> **TASK DETAILS**
Please copy each line of the listing that includes the string "scenarios".

---------- GIVEN DATA ----------

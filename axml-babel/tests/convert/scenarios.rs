//! End-to-end conversion scenarios on small inline layouts.

use crate::common::{attrs, convert, find};
use axml_babel::{convert_str, ConvertOptions};

#[test]
fn test_linear_layout_with_label() {
    let conversion = convert(
        r#"<LinearLayout orientation="horizontal" padding="8dp">
             <TextView text="Hi" layout_width="wrap_content"/>
           </LinearLayout>"#,
    )
    .expect("root should map");

    let tree = &conversion.tree;
    assert_eq!(tree.node(conversion.root).name(), "StackLayout");
    assert_eq!(
        attrs(tree, conversion.root),
        vec![("Orientation", "Horizontal"), ("Padding", "8")]
    );

    let label = tree.node(conversion.root).children()[0];
    assert_eq!(tree.node(label).name(), "Label");
    assert_eq!(
        attrs(tree, label),
        vec![("Text", "Hi"), ("HorizontalOptions", "Fill")]
    );
}

#[test]
fn test_zero_width_with_and_without_weight() {
    let conversion = convert(
        r#"<LinearLayout>
             <Button layout_width="0dp" layout_weight="1"/>
             <Button layout_width="0dp"/>
           </LinearLayout>"#,
    )
    .unwrap();
    let tree = &conversion.tree;

    let weighted = find(tree, conversion.root, "Button", 0);
    assert_eq!(
        tree.node(weighted).attribute("HorizontalOptions"),
        Some("FillAndExpand")
    );
    assert_eq!(tree.node(weighted).attribute("WidthRequest"), None);

    let fixed = find(tree, conversion.root, "Button", 1);
    assert_eq!(tree.node(fixed).attribute("WidthRequest"), Some("0"));
    assert_eq!(tree.node(fixed).attribute("HorizontalOptions"), None);
}

#[test]
fn test_binding_wins_over_static_text() {
    let conversion = convert(r#"<TextView text="Hi" MvxBind="Text Title"/>"#).unwrap();
    let attributes = attrs(&conversion.tree, conversion.root);

    assert_eq!(attributes, vec![("Text", "{Binding Title}")]);
}

#[test]
fn test_binding_without_static_text_adds_attribute() {
    let conversion = convert(r#"<EditText MvxBind="Text Name; Enabled CanEdit"/>"#).unwrap();
    assert_eq!(
        attrs(&conversion.tree, conversion.root),
        vec![
            ("Text", "{Binding Name}"),
            ("IsEnabled", "{Binding CanEdit}"),
        ]
    );
}

#[test]
fn test_nested_unmapped_wrappers_are_flattened() {
    let conversion = convert(
        r#"<ScrollView>
             <android.support.constraint.ConstraintLayout>
               <View>
                 <TextView text="Deep"/>
               </View>
               <ImageView src="@drawable/banner"/>
             </android.support.constraint.ConstraintLayout>
           </ScrollView>"#,
    )
    .unwrap();

    assert_eq!(
        conversion.paths(),
        vec!["ScrollView", "ScrollView / Label", "ScrollView / Image"]
    );
}

#[test]
fn test_unmapped_root_produces_nothing() {
    assert!(convert(r#"<merge><TextView text="Lost"/></merge>"#).is_none());
}

#[test]
fn test_orientation_ignored_outside_linear_layout() {
    let conversion = convert(r#"<MvxLinearLayout orientation="vertical"/>"#).unwrap();
    assert_eq!(conversion.tree.node(conversion.root).name(), "StackLayout");
    assert!(attrs(&conversion.tree, conversion.root).is_empty());
}

#[test]
fn test_malformed_values_are_dropped_silently() {
    let conversion = convert(
        r#"<ImageView layout_width="@dimen/icon" layout_height="1.5dp"
                      MvxBind="Source; Hint Placeholder; Visibility"/>"#,
    )
    .unwrap();
    assert!(attrs(&conversion.tree, conversion.root).is_empty());
}

#[test]
fn test_convert_str_produces_page() {
    let xml = convert_str(
        r#"<LinearLayout orientation="vertical"><Button text="Go"/></LinearLayout>"#,
        "StartPage",
        &ConvertOptions::new("Demo.Views").with_data_context(true),
    )
    .unwrap()
    .expect("root should map");

    let doc = roxmltree::Document::parse(&xml).unwrap();
    let page = doc.root_element();
    assert_eq!(page.tag_name().name(), "ContentPage");
    assert_eq!(
        page.tag_name().namespace(),
        Some("http://xamarin.com/schemas/2014/forms")
    );
    assert_eq!(
        page.attribute(("http://schemas.microsoft.com/winfx/2009/xaml", "Class")),
        Some("Demo.Views.StartPage")
    );
    assert_eq!(
        page.attribute(("http://schemas.microsoft.com/expression/blend/2008", "DataContext")),
        Some("{d:DesignInstance vm:vmName}")
    );

    let layout = page.first_element_child().unwrap();
    assert_eq!(layout.tag_name().name(), "StackLayout");
    assert_eq!(layout.attribute("Orientation"), Some("Vertical"));
    let button = layout.first_element_child().unwrap();
    assert_eq!(button.tag_name().name(), "Button");
    assert_eq!(button.attribute("Text"), Some("Go"));
}

#[test]
fn test_design_time_values_do_not_replace_real_ones() {
    let conversion = convert(
        r#"<LinearLayout xmlns:android="http://schemas.android.com/apk/res/android"
               xmlns:tools="http://schemas.android.com/tools">
             <TextView android:text="Real" tools:text="Preview only"
                       android:layout_width="wrap_content" tools:layout_width="48dp"/>
           </LinearLayout>"#,
    )
    .unwrap();
    let label = find(&conversion.tree, conversion.root, "Label", 0);

    assert_eq!(
        attrs(&conversion.tree, label),
        vec![("Text", "Real"), ("HorizontalOptions", "Fill")]
    );
}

----------

> **ANSWER SECTION**
filename axml-babel/tests/convert/scenarios.rs
//! End-to-end conversion scenarios on small inline layouts.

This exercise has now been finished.